In the July 2015 issue of Undercurrent, an article titled “A better heart-check tool than a stress test?” discusses the possible benefits of a coronary calcium scan for older divers to reduce the risk of experiencing a heart attack while diving.1 This article is a follow-up to a May 2015 Undercurrent report about an overweight 65-year-old diver who died shortly into his dive while on a dive trip.2 That article, which considered preventive options such as a stress test, also presented views from Dr. Alfred Bove and DAN’s Dr. Petar Denoble and Dr. James Chimiak, who agreed with the American College of Physicians (ACP) guidelines that recommend a graded and individualized approach to preventive testing and diagnostics.
Another physician suggests in the July 2015 article, however, that older divers should have a coronary calcium scan, which he claims may provide information that will help them avoid a heart attack on their dive trips. Many walk-in clinics offer the test at a low price. “A coronary calcium scan can tell you years before a positive stress test that you are headed in that direction [of significant coronary disease] so that you can do some kind of intervention,” he said. While the statement has merit, it may be misleading in this context.
On June 18, 2014 in collaboration with the Undersea Hyperbaric Medical Society, Divers Alert Network sponsored the Medical Examination of Diving Fatalities Symposium. The talks covered specifics of autopsy in scuba fatalities, field investigation of diving accidents, the complexity of rebreather accidents investigation, integration of various aspects of an investigation into final analysis and principles of the epidemiological approach.
Sudden Cardiac Death (SCD) while scuba diving was discussed extensively. While many cardiac-related deaths in scuba diving may be classified as “natural death” associated with preexisting cardiac conditions, the provocative role of diving could not be excluded in some cases. Cardiac causes were suspected in one-quarter to one-third of all recreational diving accidents in recent decades. Rates of cardiac-related deaths vary reflecting regional demographic differences and trends among divers. Current trends of the increasing age of divers are of concern, but on the other hand, cardiac-related deaths in the general population seem to be gradually decreasing thanks to preventive efforts to reduce exposure to lifestyle risk factors and to control involuntary risk factors. Thus, it is not possible to predict whether the current trends in scuba diving fatalities will continue, but cardiac issues will remain for a concern for divers in years to come. Effective trend monitoring requires reliable data including medical examination, and meetings like this one help to advance medical examination practice.

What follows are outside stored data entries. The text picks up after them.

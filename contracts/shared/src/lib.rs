#![no_std]

// Shared library for the two-party OTC swap escrow
// Contains the swap data model, policy configuration, storage layout,
// the per-address swap index, custody transfers and observer events

pub mod types;
pub mod config;
pub mod swap;
pub mod store;
pub mod index;
pub mod ledger;
pub mod events;

// Re-export commonly used types for easier imports
pub use types::Error;
pub use config::{CancelPolicy, EscrowConfig, BPS_DENOMINATOR, DEFAULT_OVERFUND_TOLERANCE_BPS};
pub use swap::{Deposit, Leg, LegSide, Swap};
pub use events::{LegRefund, LegTerms, SwapCreated, SwapFundingStatus, SwapRefunded};
pub use ledger::{pull_into_custody, release_from_custody};
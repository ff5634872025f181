use soroban_sdk::contracterror;

// Errors
#[contracterror]
#[derive(Copy, Clone, Debug, Eq, PartialEq, PartialOrd, Ord)]
#[repr(u32)]
pub enum Error {
    /// Swap id was never issued or the swap already reached a terminal state
    NotFound = 1,
    /// Caller is not eligible for the operation on this swap
    Unauthorized = 2,
    /// Funding call named a different asset than the target leg's
    AssetMismatch = 3,
    AlreadyFullyFunded = 4,
    DepositThresholdExceeded = 5,
    /// The token contract rejected a transfer (allowance, balance, ...)
    LedgerTransferFailed = 6,
    InvalidAmount = 7,
    ArithmeticOverflow = 8,
    InvalidConfig = 9,
    NotInitialized = 10,
}
use shared::{
    events, index, release_from_custody, pull_into_custody, store, EscrowConfig, Error, Leg, Swap,
};
use soroban_sdk::{contract, contractimpl, log, panic_with_error, Address, Env, Vec};

#[contract]
pub struct OtcSwap;

#[contractimpl]
impl OtcSwap {
    /// Initialize the escrow with its admin and policy configuration
    pub fn __constructor(env: Env, admin: Address, config: EscrowConfig) {
        if let Err(err) = config.validate() {
            panic_with_error!(&env, err);
        }
        store::set_admin(&env, &admin);
        store::set_config(&env, &config);
        store::extend_instance(&env);
    }

    /// Registers a new swap between two legs and returns its id.
    ///
    /// The creator need not own either leg. The id is indexed once for
    /// each role: creator, leg 1 owner and leg 2 owner. At least one leg
    /// must require a positive amount.
    pub fn create_swap(
        env: Env,
        creator: Address,
        leg1_owner: Address,
        leg1_asset: Address,
        leg1_required: i128,
        leg2_owner: Address,
        leg2_asset: Address,
        leg2_required: i128,
    ) -> Result<u64, Error> {
        creator.require_auth();

        let leg1 = Leg::new(leg1_owner, leg1_asset, leg1_required)?;
        let leg2 = Leg::new(leg2_owner, leg2_asset, leg2_required)?;
        // A swap satisfied at creation could never be funded into execution
        if leg1.is_satisfied() && leg2.is_satisfied() {
            return Err(Error::InvalidAmount);
        }
        let id = store::next_swap_id(&env)?;
        let swap = Swap::new(id, creator, leg1, leg2);

        store::save_swap(&env, &swap);
        index::index_swap(&env, &swap);
        store::extend_instance(&env);

        events::swap_created(&env, &swap);
        log!(&env, "swap {} created by {}", id, swap.creator);
        Ok(id)
    }

    /// Deposits `amount` of `asset` into the funder's leg.
    ///
    /// The funder must have approved this contract for at least `amount`.
    /// Returns true when this deposit satisfied the second leg and the
    /// swap was executed; the record no longer exists in that case.
    pub fn fund_leg(
        env: Env,
        funder: Address,
        swap_id: u64,
        asset: Address,
        amount: i128,
    ) -> Result<bool, Error> {
        funder.require_auth();

        let mut swap = store::load_swap(&env, swap_id)?;
        let config = store::get_config(&env);
        let deposit = swap.plan_deposit(&funder, &asset, amount, &config)?;

        pull_into_custody(&env, &asset, &funder, amount)?;
        swap.apply_deposit(&deposit);
        log!(&env, "swap {} funded with {} by {}", swap_id, amount, funder);

        let executed = swap.is_complete();
        if executed {
            execute(&env, &swap)?;
        } else {
            store::save_swap(&env, &swap);
        }
        store::extend_instance(&env);

        events::funding_status(&env, &swap, executed);
        Ok(executed)
    }

    /// Refunds whatever each leg holds in custody and deletes the swap.
    pub fn cancel_swap(env: Env, caller: Address, swap_id: u64) -> Result<(), Error> {
        caller.require_auth();

        let swap = store::load_swap(&env, swap_id)?;
        swap.authorize_cancel(&caller, store::get_config(&env).cancel_policy)?;

        release_from_custody(&env, &swap.leg1.asset, &swap.leg1.owner, swap.leg1.funded_amount)?;
        release_from_custody(&env, &swap.leg2.asset, &swap.leg2.owner, swap.leg2.funded_amount)?;
        delete(&env, &swap);
        store::extend_instance(&env);

        events::swap_refunded(&env, &swap);
        log!(&env, "swap {} cancelled by {}", swap_id, caller);
        Ok(())
    }

    /// Snapshot of a pending swap
    pub fn get_swap_info(env: Env, swap_id: u64) -> Result<Swap, Error> {
        store::load_swap(&env, swap_id)
    }

    /// Ids of the pending swaps `address` created or owns a leg of
    pub fn get_swaps_for(env: Env, address: Address) -> Vec<u64> {
        index::swaps_for(&env, &address)
    }

    pub fn get_admin(env: Env) -> Address {
        store::get_admin(&env).unwrap_or_else(|| panic_with_error!(&env, Error::NotInitialized))
    }

    pub fn get_config(env: Env) -> EscrowConfig {
        store::get_config(&env)
    }

    /// Replaces the escrow policy. Pending swaps are judged by the new
    /// policy from the next call on.
    pub fn set_config(env: Env, config: EscrowConfig) -> Result<(), Error> {
        let admin = store::get_admin(&env).ok_or(Error::NotInitialized)?;
        admin.require_auth();
        config.validate()?;

        store::set_config(&env, &config);
        store::extend_instance(&env);
        log!(&env, "config updated: tolerance {} bps", config.overfund_tolerance_bps);
        Ok(())
    }
}

// Each owner receives the counterparty's whole deposit, overfunding included
fn execute(env: &Env, swap: &Swap) -> Result<(), Error> {
    release_from_custody(env, &swap.leg1.asset, &swap.leg2.owner, swap.leg1.funded_amount)?;
    release_from_custody(env, &swap.leg2.asset, &swap.leg1.owner, swap.leg2.funded_amount)?;
    delete(env, swap);
    log!(env, "swap {} executed", swap.id);
    Ok(())
}

fn delete(env: &Env, swap: &Swap) {
    store::remove_swap(env, swap.id);
    index::unindex_swap(env, swap);
}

In “Snorkelling-related deaths in Australia, 1994–2006” John M. Lippmann, et al. presented an analysis of 140 snorkeling-related deaths that occurred in Australia during the period of 1994-2006. The majority of the cases occurred due to cardiac-related causes (60) or drowning while at the surface (33). Only 19 deaths occurred after prolonged breath-hold diving and 10 were caused by trauma.
Cardiac cause was established based on medical examiners’ findings.
- In 34 cases there was a history of cardiac disease.
- In 19 cases cardiac pathology was established for the first time at autopsy.
- The remaining five there was neither a history nor conclusive autopsy finding. Medical experts believed these five occurred as a result of cardiac arrhythmias.
- Most deaths due to cardiac causes occurred in male snorkelers of a median age of 65, who were found silently floating in the water. Authors propose the term “fatal silent snorkeling syndrome” for these cases.
Overall, the incidence rate of snorkeling deaths is very small; with an average 10 cases per year and about 2 million snorkelers annually, it is approximately five deaths per 1 million snorkelers. In cases of cardiac death, there are about 2 deaths per 1 million snorkelers. While this small overall risk does not require any particular intervention, there are some people that may be at much higher risk. This includes individuals with a family history of sudden cardiac death and people with known heart disease. Among other causes of snorkeling death, there were four cases of epileptic seizures while snorkeling which may be either unrelated or provoked by water immersion (so called “water immersion epilepsy”).
There were only 19 breath-hold diving deaths including prolonged or deep diving in apnea; however, the number of people practicing breath-hold diving was not known and the relative risk could not be established. One may reasonably assume that true breath-hold diving involves greater risk than surface snorkeling (when controlled for age).
Snorkeling is widespread among recreational swimmers and does not necessarily involve submersion. Hazards for snorkelers are same as for swimmers, but statistics for drowning deaths were not compared here. According to this paper, in 2006 in Australia, out of 16 dive-related deaths, 10 were snorkeling related. Another source reports that diving-related deaths make up approximately 7% of drowning in open waters. Incidence rate for snorkeling deaths due to cardiac causes may not be different than incidence rate of drowning due to cardiac causes. The point is that “snorkeling deaths” and “swimming deaths,” with exclusion of true breath-hold diving deaths, may be the result of the same causes. While specific provocative factors may be present in immersion, beyond channelopathies and “immersion epilepsy,” they may not amount to a greater risk than the risk people are exposed to in their daily lives.
The paper brings out many other interesting details and is worth a read.